Pendant votre TP, comment avez-vous extrait votre ADN?

Si vous avez utiliser un sel appelé Acétate d'Ammonium, c'est un composé qui permet la précipitation de l'ADN

[invitedd6cfa36]

Pendant votre TP, comment avez-vous extrait votre ADN?

Si vous avez utiliser un sel appelé Acétate d'Ammonium, c'est un composé qui permet la précipitation de l'ADN

Tout d'abord merci à votre réponse
pendant TP , on a préparé notre solution en trois étapes. Lapremière était l'ajout d'un tampon GET puisune solution NaOH et SDS et enfin une solution K-acétate

[invitee863e61a]

Tout d'abord merci à votre réponse
pendant TP , on a préparé notre solution en trois étapes. Lapremière était l'ajout d'un tampon GET puisune solution NaOH et SDS et enfin une solution K-acétate

Aurais-tu la composition du tampon GET?

Il semble que tu aies procédés par lyse alcaline:

- Lyse des cellules (avec le tampon GET sur un culot de cellules)
- Dénaturation des protéines au SDS
- Neutralisation à l'acétate de sodium : un gros précipité blanc a du apparaitre, ce sont les protéines
- Précipitation des ADN ou colonnes de kit?

[A voir en vidéo sur Futura]

[invite17a570c1]

- Précipitation des ADN ou colonnes de kit?

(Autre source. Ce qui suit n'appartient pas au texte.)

//! Cross-thread FIFOs backing the new-channel, write, and pending-close
//! queues of a selector.
//!
//! Unlike a user-space readiness source, these queues do not carry their
//! own waker: a selector owns exactly one [`Waker`](crate::waker::Waker),
//! and producers call it explicitly after a successful push. That keeps the
//! wake-up coordination centralized at the selector rather than duplicated
//! per queue.

pub use concurrent_queue::{ConcurrentQueue, PopError, PushError};

/// An unbounded multi-producer / single-consumer FIFO. The selector thread
/// is the sole consumer; any thread may produce.
pub struct Fifo<T> {
    inner: ConcurrentQueue<T>,
}

impl<T> Fifo<T> {
    pub fn unbounded() -> Fifo<T> {
        Fifo { inner: ConcurrentQueue::unbounded() }
    }

    pub fn push(&self, value: T) -> Result<(), PushError<T>> {
        self.inner.push(value)
    }

    pub fn pop(&self) -> Result<T, PopError> {
        self.inner.pop()
    }

    pub fn is_empty(&self) -> bool {
        self.inner.is_empty()
    }

    pub fn len(&self) -> usize {
        self.inner.len()
    }

    /// Closes the queue so that later pushes fail; returns the items still
    /// queued at the moment of closing via repeated `pop()`. Used during
    /// cleanup to hand every leftover entry back to the selector.
    pub fn close(&self) -> bool {
        self.inner.close()
    }

    pub fn is_closed(&self) -> bool {
        self.inner.is_closed()
    }
}

#[cfg(test)]
mod test {
    use super::Fifo;

    #[test]
    fn push_pop_preserves_order() {
        let fifo = Fifo::unbounded();
        fifo.push(1).unwrap();
        fifo.push(2).unwrap();

        assert_eq!(fifo.pop().unwrap(), 1);
        assert_eq!(fifo.pop().unwrap(), 2);
        assert!(fifo.pop().is_err());
    }

    #[test]
    fn closed_queue_rejects_push() {
        let fifo: Fifo<i32> = Fifo::unbounded();
        fifo.close();
        assert!(fifo.push(1).is_err());
    }
}
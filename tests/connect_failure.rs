//! A non-blocking connect discovered asynchronously to have failed must
//! report through `connect_exception`, never `handle_connect`, and must
//! never let a later readiness event reach the read/write handlers.

mod common;

use std::net::TcpListener as StdTcpListener;
use std::sync::Arc;
use std::thread;

use switchyard::channel::ConnectionChannel;
use switchyard::net::TcpStream;
use switchyard::selector::WorkerSelector;

use common::{expect_event, Event, RecordingHandler};

#[test]
fn connect_failure_is_reported_asynchronously_and_gates_read_write() {
    common::init();

    let listener = StdTcpListener::bind("127.0.0.1:0").unwrap();
    let addr = listener.local_addr().unwrap();
    // Nobody is listening on `addr` anymore, so the handshake is refused.
    drop(listener);

    let (handler, events) = RecordingHandler::new();
    let worker = Arc::new(WorkerSelector::new(handler).unwrap());
    let worker_thread = {
        let worker = worker.clone();
        thread::spawn(move || worker.run())
    };
    worker.running().wait();

    let stream = TcpStream::connect(addr).unwrap();
    let channel = Arc::new(ConnectionChannel::new(stream, addr));
    worker.register_socket_channel(channel.clone()).unwrap();

    expect_event(&events, Event::Registration);
    expect_event(&events, Event::ConnectException);

    assert!(!channel.is_connect_complete());
    assert!(!channel.is_readable());
    assert!(!channel.is_writable());

    worker.close(false);
    worker_thread.join().unwrap().unwrap();
}
//! Closing a selector while channels and writes are still in flight must
//! settle every one of them: queued writes fail, and every channel that was
//! ever registered (or on its way to being registered) receives
//! `handle_close` exactly once.

mod common;

use std::net::TcpListener as StdTcpListener;
use std::sync::mpsc;
use std::sync::Arc;
use std::thread;
use std::time::Duration;

use switchyard::channel::ConnectionChannel;
use switchyard::net::TcpStream;
use switchyard::selector::WorkerSelector;
use switchyard::write::WriteOperation;

use common::{expect_eventually, Event, RecordingHandler};

#[test]
fn close_settles_every_outstanding_channel_and_write() {
    common::init();

    let listener = StdTcpListener::bind("127.0.0.1:0").unwrap();
    let addr = listener.local_addr().unwrap();

    let (handler, events) = RecordingHandler::new();
    let worker = Arc::new(WorkerSelector::new(handler).unwrap());
    let worker_thread = {
        let worker = worker.clone();
        thread::spawn(move || worker.run())
    };
    worker.running().wait();

    let pending_stream = TcpStream::connect(addr).unwrap();
    let pending_channel = Arc::new(ConnectionChannel::new(pending_stream, addr));
    worker.register_socket_channel(pending_channel.clone()).unwrap();

    let mut write_results = Vec::new();
    for _ in 0..2 {
        let stream = TcpStream::connect(addr).unwrap();
        let channel = Arc::new(ConnectionChannel::new(stream, addr));
        let (tx, rx) = mpsc::channel();
        worker.queue_write(WriteOperation::new(channel, vec![b"x".to_vec()], move |r| {
            let _ = tx.send(r);
        }));
        write_results.push(rx);
    }

    // Whether each of these lands via normal processing or via the
    // pending-close drain at shutdown depends on scheduling, but either way
    // every listener must be settled with a failure and the channel must be
    // closed exactly once.
    worker.close(false);
    worker_thread.join().unwrap().unwrap();

    for rx in write_results {
        let result = rx.recv_timeout(Duration::from_secs(5)).unwrap();
        assert!(result.is_err());
    }

    expect_eventually(&events, Event::Close);
}
use std::fmt;
use std::ops;

/// Trigger mode used alongside [`Ready`](super::Ready) when registering a
/// [`Source`](super::Source) with an [`Epoll`](super::Epoll).
#[derive(Copy, PartialEq, Eq, Clone, PartialOrd, Ord)]
pub struct EpollOpt(usize);

const EDGE: usize = 0b001;
const LEVEL: usize = 0b010;
const ONESHOT: usize = 0b100;

impl EpollOpt {
    #[inline]
    pub fn edge() -> EpollOpt {
        EpollOpt(EDGE)
    }

    #[inline]
    pub fn level() -> EpollOpt {
        EpollOpt(LEVEL)
    }

    #[inline]
    pub fn oneshot() -> EpollOpt {
        EpollOpt(ONESHOT)
    }

    #[inline]
    pub fn is_edge(&self) -> bool {
        self.contains(EpollOpt(EDGE))
    }

    #[inline]
    pub fn is_level(&self) -> bool {
        self.contains(EpollOpt(LEVEL))
    }

    #[inline]
    pub fn is_oneshot(&self) -> bool {
        self.contains(EpollOpt(ONESHOT))
    }

    #[inline]
    pub fn contains(&self, other: EpollOpt) -> bool {
        (*self & other) == other
    }
}

impl ops::BitOr for EpollOpt {
    type Output = EpollOpt;

    #[inline]
    fn bitor(self, other: EpollOpt) -> EpollOpt {
        EpollOpt(self.0 | other.0)
    }
}

impl ops::BitXor for EpollOpt {
    type Output = EpollOpt;

    #[inline]
    fn bitxor(self, other: EpollOpt) -> EpollOpt {
        EpollOpt(self.0 ^ other.0)
    }
}

impl ops::BitAnd for EpollOpt {
    type Output = EpollOpt;

    #[inline]
    fn bitand(self, other: EpollOpt) -> EpollOpt {
        EpollOpt(self.0 & other.0)
    }
}

impl fmt::Debug for EpollOpt {
    fn fmt(&self, fmt: &mut fmt::Formatter) -> fmt::Result {
        let mut one = false;
        let flags = [
            (EpollOpt::edge(), "Edge-Triggered"),
            (EpollOpt::level(), "Level-Triggered"),
            (EpollOpt::oneshot(), "OneShot"),
        ];

        for &(flag, msg) in &flags {
            if self.contains(flag) {
                if one {
                    write!(fmt, " | ")?
                }
                write!(fmt, "{}", msg)?;

                one = true
            }
        }

        Ok(())
    }
}
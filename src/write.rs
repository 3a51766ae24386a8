//! The write pipeline: producer-enqueued [`WriteOperation`]s, drained by the
//! owning worker selector into a per-channel [`WriteContext`].

use std::cell::Cell;
use std::collections::VecDeque;
use std::io::{self, Write};
use std::sync::atomic::{AtomicBool, Ordering};
use std::sync::{Arc, Mutex};

use crate::channel::ConnectionChannel;
use crate::error::SelectorError;

pub type WriteResult = Result<(), Arc<SelectorError>>;
type Listener = Box<dyn FnOnce(WriteResult) + Send>;

/// One write request: a target channel, the buffers to send, and a
/// completion listener fired exactly once.
pub struct WriteOperation {
    channel: Arc<ConnectionChannel>,
    buffers: Vec<Vec<u8>>,
    cursor: Cell<(usize, usize)>,
    listener: Mutex<Option<Listener>>,
    signalled: AtomicBool,
}

impl WriteOperation {
    pub fn new<F>(channel: Arc<ConnectionChannel>, buffers: Vec<Vec<u8>>, listener: F) -> WriteOperation
    where
        F: FnOnce(WriteResult) + Send + 'static,
    {
        WriteOperation {
            channel,
            buffers,
            cursor: Cell::new((0, 0)),
            listener: Mutex::new(Some(Box::new(listener))),
            signalled: AtomicBool::new(false),
        }
    }

    pub fn channel(&self) -> &Arc<ConnectionChannel> {
        &self.channel
    }

    fn signal(&self, result: WriteResult) {
        if self.signalled.swap(true, Ordering::AcqRel) {
            return;
        }
        if let Some(listener) = self.listener.lock().unwrap().take() {
            listener(result);
        }
    }

    pub fn fail(&self, err: SelectorError) {
        self.signal(Err(Arc::new(err)));
    }

    /// Writes as much of the remaining buffers as the socket accepts right
    /// now. Returns `true` once every byte has been written and the op has
    /// been signalled success; `false` if the socket would block and more
    /// WRITE readiness is still needed.
    fn drive(&self, sink: &mut dyn Write) -> io::Result<bool> {
        loop {
            let (buf_idx, offset) = self.cursor.get();
            if buf_idx >= self.buffers.len() {
                self.signal(Ok(()));
                return Ok(true);
            }

            let buf = &self.buffers[buf_idx][offset..];
            if buf.is_empty() {
                self.cursor.set((buf_idx + 1, 0));
                continue;
            }

            match sink.write(buf) {
                Ok(0) => {
                    return Err(io::Error::new(io::ErrorKind::WriteZero, "write returned 0"));
                }
                Ok(n) => self.cursor.set((buf_idx, offset + n)),
                Err(e) if e.kind() == io::ErrorKind::WouldBlock => return Ok(false),
                Err(e) => return Err(e),
            }
        }
    }
}

/// Selector-thread-only queue of writes pending on one connection channel.
pub struct WriteContext {
    pending: VecDeque<WriteOperation>,
}

impl WriteContext {
    pub fn new() -> WriteContext {
        WriteContext { pending: VecDeque::new() }
    }

    pub fn is_empty(&self) -> bool {
        self.pending.is_empty()
    }

    pub fn push(&mut self, op: WriteOperation) {
        self.pending.push_back(op);
    }

    /// Drains as much of the front of the queue as the socket will currently
    /// accept. Stops at the first op that would block, leaving it at the
    /// front for the next WRITE readiness event.
    pub fn flush(&mut self, sink: &mut dyn Write) -> io::Result<()> {
        while let Some(op) = self.pending.front() {
            if op.drive(sink)? {
                self.pending.pop_front();
            } else {
                break;
            }
        }
        Ok(())
    }

    /// Fails every still-queued op with the given cause. Used on channel
    /// close.
    pub fn fail_all(self, cause: SelectorError) {
        for op in self.pending {
            op.fail(cause.duplicate());
        }
    }
}

impl Default for WriteContext {
    fn default() -> Self {
        WriteContext::new()
    }
}

#[cfg(test)]
mod test {
    use super::WriteContext;
    use std::io::{self, Write};
    use std::sync::atomic::{AtomicUsize, Ordering};
    use std::sync::Arc;

    struct CountingSink {
        accept: usize,
        written: Vec<u8>,
    }

    impl Write for CountingSink {
        fn write(&mut self, buf: &[u8]) -> io::Result<usize> {
            if self.accept == 0 {
                return Err(io::Error::new(io::ErrorKind::WouldBlock, "full"));
            }
            let n = buf.len().min(self.accept);
            self.written.extend_from_slice(&buf[..n]);
            Ok(n)
        }

        fn flush(&mut self) -> io::Result<()> {
            Ok(())
        }
    }

    fn noop_channel() -> Arc<crate::channel::ConnectionChannel> {
        let listener = crate::net::TcpListener::bind("127.0.0.1:0").unwrap();
        let addr = listener.local_addr().unwrap();
        let stream = crate::net::TcpStream::connect(addr).unwrap();
        Arc::new(crate::channel::ConnectionChannel::new(stream, addr))
    }

    #[test]
    fn flush_stops_at_first_blocking_op_and_resumes() {
        let mut ctx = WriteContext::new();
        let calls = Arc::new(AtomicUsize::new(0));

        let c1 = calls.clone();
        ctx.push(super::WriteOperation::new(noop_channel(), vec![b"ab".to_vec()], move |r| {
            assert!(r.is_ok());
            c1.fetch_add(1, Ordering::SeqCst);
        }));
        let c2 = calls.clone();
        ctx.push(super::WriteOperation::new(noop_channel(), vec![b"cd".to_vec()], move |r| {
            assert!(r.is_ok());
            c2.fetch_add(1, Ordering::SeqCst);
        }));

        let mut sink = CountingSink { accept: 2, written: Vec::new() };
        ctx.flush(&mut sink).unwrap();
        assert_eq!(calls.load(Ordering::SeqCst), 1);
        assert!(!ctx.is_empty());

        let mut sink = CountingSink { accept: 2, written: Vec::new() };
        ctx.flush(&mut sink).unwrap();
        assert_eq!(calls.load(Ordering::SeqCst), 2);
        assert!(ctx.is_empty());
    }

    #[test]
    fn fail_all_signals_every_pending_op_once() {
        let mut ctx = WriteContext::new();
        let failed = Arc::new(AtomicUsize::new(0));

        for _ in 0..3 {
            let f = failed.clone();
            ctx.push(super::WriteOperation::new(noop_channel(), vec![b"x".to_vec()], move |r| {
                assert!(r.is_err());
                f.fetch_add(1, Ordering::SeqCst);
            }));
        }

        ctx.fail_all(crate::error::SelectorError::closed_selector("write"));
        assert_eq!(failed.load(Ordering::SeqCst), 3);
    }
}
//! Platform bindings. Linux `epoll` is the only backend this crate ships;
//! the split exists so the `Epoll`/`Events`/`EventFd` names stay stable if a
//! second backend (kqueue, IOCP) is ever added.

macro_rules! syscall {
    ($fn: ident ( $($arg: expr),* $(,)* ) ) => {{
        let res = unsafe { libc::$fn($($arg, )*) };
        if res == -1 {
            Err(std::io::Error::last_os_error())
        } else {
            Ok(res)
        }
    }};
}

mod epoll;
mod eventfd;
mod fd;

pub use epoll::{Epoll, Events};
pub use eventfd::EventFd;
pub(crate) use fd::FileDesc;
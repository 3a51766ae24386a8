//! The channel lifecycle state machine shared by listening and connection
//! channels: UNREGISTERED → REGISTERED → CLOSING → CLOSED.

mod connection;
mod listening;

pub use connection::{ConnectResult, ConnectionChannel};
pub use listening::{ChannelFactory, ListeningChannel};

use std::sync::atomic::{AtomicU8, AtomicUsize, Ordering};

use crate::epoll::{Epoll, EpollOpt, Ready, Source, Token};
use crate::future::OneShot;

/// Identifies a channel within the slab of a single selector. Not unique
/// across selectors.
pub type ChannelId = usize;

#[derive(Debug, Clone, Copy, PartialEq, Eq)]
#[repr(u8)]
pub enum ChannelState {
    Unregistered = 0,
    Registered = 1,
    Closing = 2,
    Closed = 3,
}

impl ChannelState {
    fn from_u8(v: u8) -> ChannelState {
        match v {
            0 => ChannelState::Unregistered,
            1 => ChannelState::Registered,
            2 => ChannelState::Closing,
            3 => ChannelState::Closed,
            _ => unreachable!("invalid channel state byte"),
        }
    }
}

/// Monotonically non-decreasing state plus a registration token, shared by
/// both channel variants. Holds no reference back to the selector itself —
/// per the identifier-indexed design, the channel is looked up by id rather
/// than owning a strong reference to what owns it.
#[derive(Debug)]
pub struct ChannelCore {
    id: AtomicUsize,
    state: AtomicU8,
    // Token(usize) + 1, with 0 meaning "no token yet".
    token: AtomicUsize,
    close_future: OneShot<()>,
}

const NO_ID: usize = usize::MAX;

impl ChannelCore {
    pub fn new() -> ChannelCore {
        ChannelCore {
            id: AtomicUsize::new(NO_ID),
            state: AtomicU8::new(ChannelState::Unregistered as u8),
            token: AtomicUsize::new(0),
            close_future: OneShot::new(),
        }
    }

    pub fn id(&self) -> Option<ChannelId> {
        match self.id.load(Ordering::Acquire) {
            NO_ID => None,
            id => Some(id),
        }
    }

    /// Set once, when the channel is inserted into its selector's table.
    pub fn set_id(&self, id: ChannelId) {
        self.id.store(id, Ordering::Release);
    }

    pub fn state(&self) -> ChannelState {
        ChannelState::from_u8(self.state.load(Ordering::Acquire))
    }

    pub fn token(&self) -> Option<Token> {
        match self.token.load(Ordering::Acquire) {
            0 => None,
            raw => Some(Token(raw - 1)),
        }
    }

    pub fn set_token(&self, token: Token) {
        self.token.store(token.0 + 1, Ordering::Release);
        self.state.store(ChannelState::Registered as u8, Ordering::Release);
    }

    pub fn mark_closing(&self) {
        // Never regress CLOSED -> CLOSING; state is monotone.
        let _ = self.state.compare_exchange(
            ChannelState::Registered as u8,
            ChannelState::Closing as u8,
            Ordering::AcqRel,
            Ordering::Acquire,
        );
        let _ = self.state.compare_exchange(
            ChannelState::Unregistered as u8,
            ChannelState::Closing as u8,
            Ordering::AcqRel,
            Ordering::Acquire,
        );
    }

    /// Fires the close-future and advances to CLOSED. Idempotent: only the
    /// first caller observes `true`.
    pub fn mark_closed(&self) -> bool {
        self.state.store(ChannelState::Closed as u8, Ordering::Release);
        self.token.store(0, Ordering::Release);
        self.close_future.complete(())
    }

    pub fn on_closed<F>(&self, listener: F)
    where
        F: FnOnce(&()) + Send + 'static,
    {
        self.close_future.on_complete(listener)
    }

    pub fn is_writable(&self) -> bool {
        self.state() == ChannelState::Registered
    }
}

impl Default for ChannelCore {
    fn default() -> Self {
        ChannelCore::new()
    }
}

/// Common operations the selector loop needs on any registered channel,
/// independent of whether it is a listening or connection channel.
pub trait Channel: Source {
    fn core(&self) -> &ChannelCore;

    fn id(&self) -> Option<ChannelId> {
        self.core().id()
    }

    fn state(&self) -> ChannelState {
        self.core().state()
    }

    fn token(&self) -> Option<Token> {
        self.core().token()
    }

    /// Registers with the readiness primitive and records the resulting
    /// token. Called only from the owning selector thread.
    fn register(
        &self,
        epoll: &Epoll,
        token: Token,
        interest: Ready,
        opts: EpollOpt,
    ) -> std::io::Result<()> {
        Source::add(self, epoll, token, interest, opts)?;
        self.core().set_token(token);
        Ok(())
    }

    fn rearm(&self, epoll: &Epoll, interest: Ready, opts: EpollOpt) -> std::io::Result<()> {
        let token = self.core().token().expect("rearm on unregistered channel");
        Source::modify(self, epoll, token, interest, opts)
    }
}
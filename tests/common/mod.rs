//! Shared test harness: an event-recording handler and small assertion
//! helpers, used across the integration tests in this directory.
#![allow(dead_code)]

use std::sync::mpsc::{channel, Receiver, RecvTimeoutError, Sender};
use std::sync::{Arc, Once};
use std::time::Duration;

use switchyard::channel::ConnectionChannel;
use switchyard::error::SelectorError;
use switchyard::handler::{SelectorHandler, WorkerHandler};

static INIT: Once = Once::new();

/// Initializes logging once per test binary. Safe to call from every test.
pub fn init() {
    INIT.call_once(|| {
        let _ = env_logger::try_init();
    });
}

#[derive(Debug, PartialEq, Eq, Clone)]
pub enum Event {
    Registration,
    RegistrationException,
    Connect,
    ConnectException,
    Read,
    Write,
    WriteException,
    Close,
}

/// A `WorkerHandler` that reports every hook invocation over a channel, so
/// tests can block on the exact event they expect instead of polling state.
pub struct RecordingHandler {
    tx: Sender<Event>,
}

impl RecordingHandler {
    pub fn new() -> (Arc<RecordingHandler>, Receiver<Event>) {
        let (tx, rx) = channel();
        (Arc::new(RecordingHandler { tx }), rx)
    }
}

impl SelectorHandler for RecordingHandler {}

impl WorkerHandler for RecordingHandler {
    fn handle_registration(&self, _channel: &Arc<ConnectionChannel>) {
        let _ = self.tx.send(Event::Registration);
    }

    fn registration_exception(&self, _channel: &Arc<ConnectionChannel>, _err: &SelectorError) {
        let _ = self.tx.send(Event::RegistrationException);
    }

    fn handle_connect(&self, _channel: &Arc<ConnectionChannel>) {
        let _ = self.tx.send(Event::Connect);
    }

    fn connect_exception(&self, _channel: &Arc<ConnectionChannel>, _err: &SelectorError) {
        let _ = self.tx.send(Event::ConnectException);
    }

    fn handle_read(&self, _channel: &Arc<ConnectionChannel>) {
        let _ = self.tx.send(Event::Read);
    }

    fn handle_write(&self, _channel: &Arc<ConnectionChannel>) {
        let _ = self.tx.send(Event::Write);
    }

    fn write_exception(&self, _channel: &Arc<ConnectionChannel>, _err: &SelectorError) {
        let _ = self.tx.send(Event::WriteException);
    }

    fn handle_close(&self, _channel: &Arc<ConnectionChannel>) {
        let _ = self.tx.send(Event::Close);
    }
}

const WAIT: Duration = Duration::from_secs(5);

pub fn expect_event(rx: &Receiver<Event>, want: Event) {
    match rx.recv_timeout(WAIT) {
        Ok(got) => assert_eq!(got, want, "expected {:?}, got {:?}", want, got),
        Err(e) => panic!("timed out waiting for {:?}: {}", want, e),
    }
}

pub fn expect_no_event_within(rx: &Receiver<Event>, within: Duration) {
    match rx.recv_timeout(within) {
        Ok(got) => panic!("expected no event within {:?}, got {:?}", within, got),
        Err(RecvTimeoutError::Timeout) => {}
        Err(RecvTimeoutError::Disconnected) => {}
    }
}

/// Like `expect_event`, but tolerant of unrelated events arriving first —
/// for assertions that race against a selector shutdown and can't pin down
/// exact event ordering.
pub fn expect_eventually(rx: &Receiver<Event>, want: Event) {
    let start = std::time::Instant::now();
    loop {
        if start.elapsed() > WAIT {
            panic!("timed out waiting for {:?}", want);
        }
        match rx.recv_timeout(Duration::from_millis(200)) {
            Ok(got) if got == want => return,
            Ok(_) => continue,
            Err(RecvTimeoutError::Timeout) => continue,
            Err(RecvTimeoutError::Disconnected) => {
                panic!("channel disconnected waiting for {:?}", want)
            }
        }
    }
}
use env_logger::{Builder, Env};

/// Initialize `env_logger`.
///
/// `RUST_LOG` wins when set; otherwise `info`, or `debug` with `verbose`.
pub fn init_logging(verbose: bool) {
    let default_filter = if verbose { "debug" } else { "info" };
    Builder::from_env(Env::default().default_filter_or(default_filter))
        .format_target(verbose)
        .init();
}
use std::time::Duration;

use log::{debug, warn};

use crate::error::FetchError;
use crate::fetcher::AssetFetcher;

/// Raw content root of the SpriteCollab repository.
pub const DEFAULT_BASE_URL: &str = "https://raw.githubusercontent.com/PMDCollab/SpriteCollab/master";

const USER_AGENT: &str = concat!("sprite-extract/", env!("CARGO_PKG_VERSION"));

const BACKOFF_FACTOR: u32 = 2;

/// Status code and body of one HTTP GET.
#[derive(Debug, Clone, PartialEq, Eq)]
pub struct HttpResponse {
    pub status: u16,
    pub body: Vec<u8>,
}

impl HttpResponse {
    fn is_success(&self) -> bool {
        (200..300).contains(&self.status)
    }

    fn is_rate_limited(&self) -> bool {
        self.status == 403 || self.status == 429
    }
}

/// Blocking HTTP GET.
pub trait HttpTransport {
    fn get(&self, url: &str) -> Result<HttpResponse, FetchError>;
}

impl<T: HttpTransport + ?Sized> HttpTransport for &T {
    fn get(&self, url: &str) -> Result<HttpResponse, FetchError> {
        (**self).get(url)
    }
}

impl HttpTransport for reqwest::blocking::Client {
    fn get(&self, url: &str) -> Result<HttpResponse, FetchError> {
        let http_err = |source| FetchError::Http {
            url: url.to_string(),
            source,
        };
        let response = reqwest::blocking::Client::get(self, url)
            .send()
            .map_err(http_err)?;
        let status = response.status();
        let body = if status.is_success() {
            response.bytes().map_err(http_err)?.to_vec()
        } else {
            Vec::new()
        };
        Ok(HttpResponse {
            status: status.as_u16(),
            body,
        })
    }
}

/// Waits between rate-limited attempts.
pub trait Sleeper {
    fn sleep(&self, duration: Duration);
}

impl<S: Sleeper + ?Sized> Sleeper for &S {
    fn sleep(&self, duration: Duration) {
        (**self).sleep(duration)
    }
}

#[derive(Debug, Clone, Copy, Default)]
pub struct ThreadSleeper;

impl Sleeper for ThreadSleeper {
    fn sleep(&self, duration: Duration) {
        std::thread::sleep(duration);
    }
}

/// How rate-limited requests are retried.
///
/// Every rate-limited attempt, including the last one, is followed by a wait
/// of `initial_delay * 2^n`.
#[derive(Debug, Clone, Copy, PartialEq, Eq)]
pub struct RetryPolicy {
    pub max_attempts: u32,
    pub initial_delay: Duration,
}

impl Default for RetryPolicy {
    fn default() -> Self {
        Self {
            max_attempts: 3,
            initial_delay: Duration::from_secs(5),
        }
    }
}

/// Fetches assets over HTTP from `<base>/<entity>/<file>`.
pub struct RemoteFetcher<T = reqwest::blocking::Client, S = ThreadSleeper> {
    base_url: String,
    transport: T,
    sleeper: S,
    policy: RetryPolicy,
}

impl RemoteFetcher {
    /// Create a fetcher backed by a blocking reqwest client.
    pub fn new(base_url: impl Into<String>, timeout: Duration) -> Result<Self, FetchError> {
        Self::with_user_agent(base_url, USER_AGENT, timeout)
    }

    pub fn with_user_agent(
        base_url: impl Into<String>,
        user_agent: &str,
        timeout: Duration,
    ) -> Result<Self, FetchError> {
        let client = reqwest::blocking::Client::builder()
            .user_agent(user_agent)
            .timeout(timeout)
            .build()
            .map_err(FetchError::Client)?;
        Ok(Self::with_transport(base_url, client, ThreadSleeper))
    }
}

impl<T: HttpTransport, S: Sleeper> RemoteFetcher<T, S> {
    pub fn with_transport(base_url: impl Into<String>, transport: T, sleeper: S) -> Self {
        Self {
            base_url: base_url.into(),
            transport,
            sleeper,
            policy: RetryPolicy::default(),
        }
    }

    pub fn with_policy(mut self, policy: RetryPolicy) -> Self {
        self.policy = policy;
        self
    }

    pub fn policy(&self) -> RetryPolicy {
        self.policy
    }

    /// Build the retrieval URL, with exactly one `/` at each seam.
    pub fn url_for(&self, entity_path: &str, filename: &str) -> String {
        let base = self.base_url.trim_end_matches('/');
        let entity = entity_path.trim_matches('/');
        if entity.is_empty() {
            format!("{base}/{filename}")
        } else {
            format!("{base}/{entity}/{filename}")
        }
    }
}

impl<T: HttpTransport, S: Sleeper> AssetFetcher for RemoteFetcher<T, S> {
    fn fetch(&self, entity_path: &str, filename: &str) -> Result<Option<Vec<u8>>, FetchError> {
        let url = self.url_for(entity_path, filename);
        debug!("Downloading: {url}");

        let mut delay = self.policy.initial_delay;
        for attempt in 1..=self.policy.max_attempts {
            let response = self.transport.get(&url)?;
            if response.is_success() {
                return Ok(Some(response.body));
            }
            if !response.is_rate_limited() {
                debug!("Download failed: {url} (HTTP {})", response.status);
                return Ok(None);
            }
            warn!(
                "Rate limit hit on {url} (HTTP {}, attempt {attempt}/{}). Waiting {} seconds...",
                response.status,
                self.policy.max_attempts,
                delay.as_secs_f64()
            );
            self.sleeper.sleep(delay);
            delay = delay.saturating_mul(BACKOFF_FACTOR);
        }

        warn!(
            "Giving up on {url} after {} rate-limited attempts",
            self.policy.max_attempts
        );
        Ok(None)
    }
}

Stp, ressaisis-toi : des colonnes de kit dans un TP? On n'a parfois même plus d'eppendorfs...

Cordialement,

[invitee863e61a]

Stp, ressaisis-toi : des colonnes de kit dans un TP? On n'a parfois même plus d'eppendorfs...

Cordialement,

En France oui

[invite17a570c1]

En France oui

Beh c'est de la France que je te parle aussi

Sinon, GET c'est Glucose EDTA Tris-HCL pH 8.

Cordialement,

[invitee863e61a]

C'est donc juste un tampon de resuspension. La lyse est donc faite qu'avec le SDS (même pas un peu de protéase alcaline?)

[invite17a570c1]

Le SDS et le NaOH. Pas de protéase, normalement. (Elles sont pauvres, les facs )
C'est à la fin qu'on rajoute la TE-RNAse, mais c'est une autre question là...

[piwi]

Moi ce que je fais faire à mes étudiants c'est entre autre, une miniprep classique (qui marche très bien) et une extraction phénol/chloroforme.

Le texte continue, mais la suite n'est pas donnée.